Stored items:
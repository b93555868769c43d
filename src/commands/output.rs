use anyhow::{Context as AnyhowContext, Result};
use colored::Colorize;
use declarative::{CollectedOutputs, OutputSpec, build_plan, collect};
use serde::Serialize;
use std::collections::BTreeMap;

use crate::Context;
use crate::cli::OutputArgs;
use crate::engine::{self, Stack};
use crate::state::RunRecord;
use crate::ui;

pub fn run(ctx: &Context, args: OutputArgs) -> Result<()> {
    let stack = Stack::load(ctx)?;
    let plan = build_plan(&stack.topology).context("Could not order resources")?;
    let provider = stack.provider()?;
    let observed = engine::observe(&plan, &provider, 4)?;
    let outputs = collect(stack.topology.outputs(), &observed);

    if args.json {
        let values = json_outputs(stack.topology.outputs(), &outputs);
        let json = serde_json::to_string_pretty(&values).context("Failed to serialize outputs")?;
        println!("{json}");
        return Ok(());
    }

    if stack.topology.outputs().is_empty() {
        ui::info("The stack declares no outputs");
        return Ok(());
    }
    print_outputs(stack.topology.outputs(), &outputs);
    if outputs.values.is_empty() {
        ui::dim("Nothing resolved yet - run `stackform apply` first");
    }
    if let Some(record) = RunRecord::load(&stack.record_path())? {
        println!();
        ui::dim(&format!(
            "Last run: {:?} at {} ({}, {} ms)",
            record.kind,
            record.finished_at.format("%Y-%m-%d %H:%M:%S UTC"),
            if record.success { "succeeded" } else { "failed" },
            record.duration_ms()
        ));
    }
    Ok(())
}

/// Print resolved outputs, then the names of unresolved ones
pub fn print_outputs(specs: &[OutputSpec], outputs: &CollectedOutputs) {
    if specs.is_empty() {
        return;
    }
    ui::section("Outputs");
    for spec in specs {
        match outputs.get(&spec.name) {
            Some(value) => {
                println!("  {} = {}", spec.name.bold(), value);
                if let Some(description) = &spec.description {
                    println!("    {}", description.dimmed());
                }
                if let Some(export) = &spec.export_name {
                    println!("    {}", format!("exported as {export}").dimmed());
                }
            }
            None => println!(
                "  {} = {}",
                spec.name.bold(),
                format!("<unresolved: {}.{}>", spec.resource, spec.attribute).dimmed()
            ),
        }
    }
}

/// A resolved output as printed by `output --json`
#[derive(Debug, Serialize, PartialEq, Eq)]
struct OutputValue<'a> {
    value: &'a str,
    #[serde(skip_serializing_if = "Option::is_none")]
    description: Option<&'a str>,
    #[serde(skip_serializing_if = "Option::is_none")]
    export_name: Option<&'a str>,
}

fn json_outputs<'a>(
    specs: &'a [OutputSpec],
    outputs: &'a CollectedOutputs,
) -> BTreeMap<&'a str, OutputValue<'a>> {
    specs
        .iter()
        .filter_map(|spec| {
            let value = outputs.get(&spec.name)?;
            let entry = OutputValue {
                value,
                description: spec.description.as_deref(),
                export_name: spec.export_name.as_deref(),
            };
            Some((spec.name.as_str(), entry))
        })
        .collect()
}

#[cfg(test)]
mod tests {
    use super::*;

    #[test]
    fn test_json_outputs_carry_export_names() {
        let specs = vec![
            OutputSpec {
                description: Some("The public IP of the web server".into()),
                export_name: Some("ec2PublicIp".into()),
                ..OutputSpec::new("ec2PublicIp", "web", "public_ip")
            },
            OutputSpec::new("instanceId", "web", "id"),
            OutputSpec::new("lbDns", "alb", "dns_name"),
        ];
        let outputs = CollectedOutputs {
            values: BTreeMap::from([
                ("ec2PublicIp".to_string(), "3.80.1.2".to_string()),
                ("instanceId".to_string(), "i-0abc".to_string()),
            ]),
            unresolved: vec!["lbDns".to_string()],
            exports: BTreeMap::new(),
        };

        let json = serde_json::to_value(json_outputs(&specs, &outputs)).unwrap();
        assert_eq!(
            json,
            serde_json::json!({
                "ec2PublicIp": {
                    "value": "3.80.1.2",
                    "description": "The public IP of the web server",
                    "export_name": "ec2PublicIp"
                },
                "instanceId": { "value": "i-0abc" }
            })
        );
    }
}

-- Work task --
Please restate only the opening stretch of the records above: every line from the first through the one containing "print_outputs(specs: &[OutputSpec], outputs: &CollectedOutputs)", exactly as written.

-- Answer area --
repository b93555868769c43d
filename src/commands/output.rs
use anyhow::{Context as AnyhowContext, Result};
use colored::Colorize;
use declarative::{CollectedOutputs, OutputSpec, build_plan, collect};
use serde::Serialize;
use std::collections::BTreeMap;

use crate::Context;
use crate::cli::OutputArgs;
use crate::engine::{self, Stack};
use crate::state::RunRecord;
use crate::ui;

pub fn run(ctx: &Context, args: OutputArgs) -> Result<()> {
    let stack = Stack::load(ctx)?;
    let plan = build_plan(&stack.topology).context("Could not order resources")?;
    let provider = stack.provider()?;
    let observed = engine::observe(&plan, &provider, 4)?;
    let outputs = collect(stack.topology.outputs(), &observed);

    if args.json {
        let values = json_outputs(stack.topology.outputs(), &outputs);
        let json = serde_json::to_string_pretty(&values).context("Failed to serialize outputs")?;
        println!("{json}");
        return Ok(());
    }

    if stack.topology.outputs().is_empty() {
        ui::info("The stack declares no outputs");
        return Ok(());
    }
    print_outputs(stack.topology.outputs(), &outputs);
    if outputs.values.is_empty() {
        ui::dim("Nothing resolved yet - run `stackform apply` first");
    }
    if let Some(record) = RunRecord::load(&stack.record_path())? {
        println!();
        ui::dim(&format!(
            "Last run: {:?} at {} ({}, {} ms)",
            record.kind,
            record.finished_at.format("%Y-%m-%d %H:%M:%S UTC"),
            if record.success { "succeeded" } else { "failed" },
            record.duration_ms()
        ));
    }
    Ok(())
}

/// Print resolved outputs, then the names of unresolved ones
pub fn print_outputs(specs: &[OutputSpec], outputs: &CollectedOutputs) {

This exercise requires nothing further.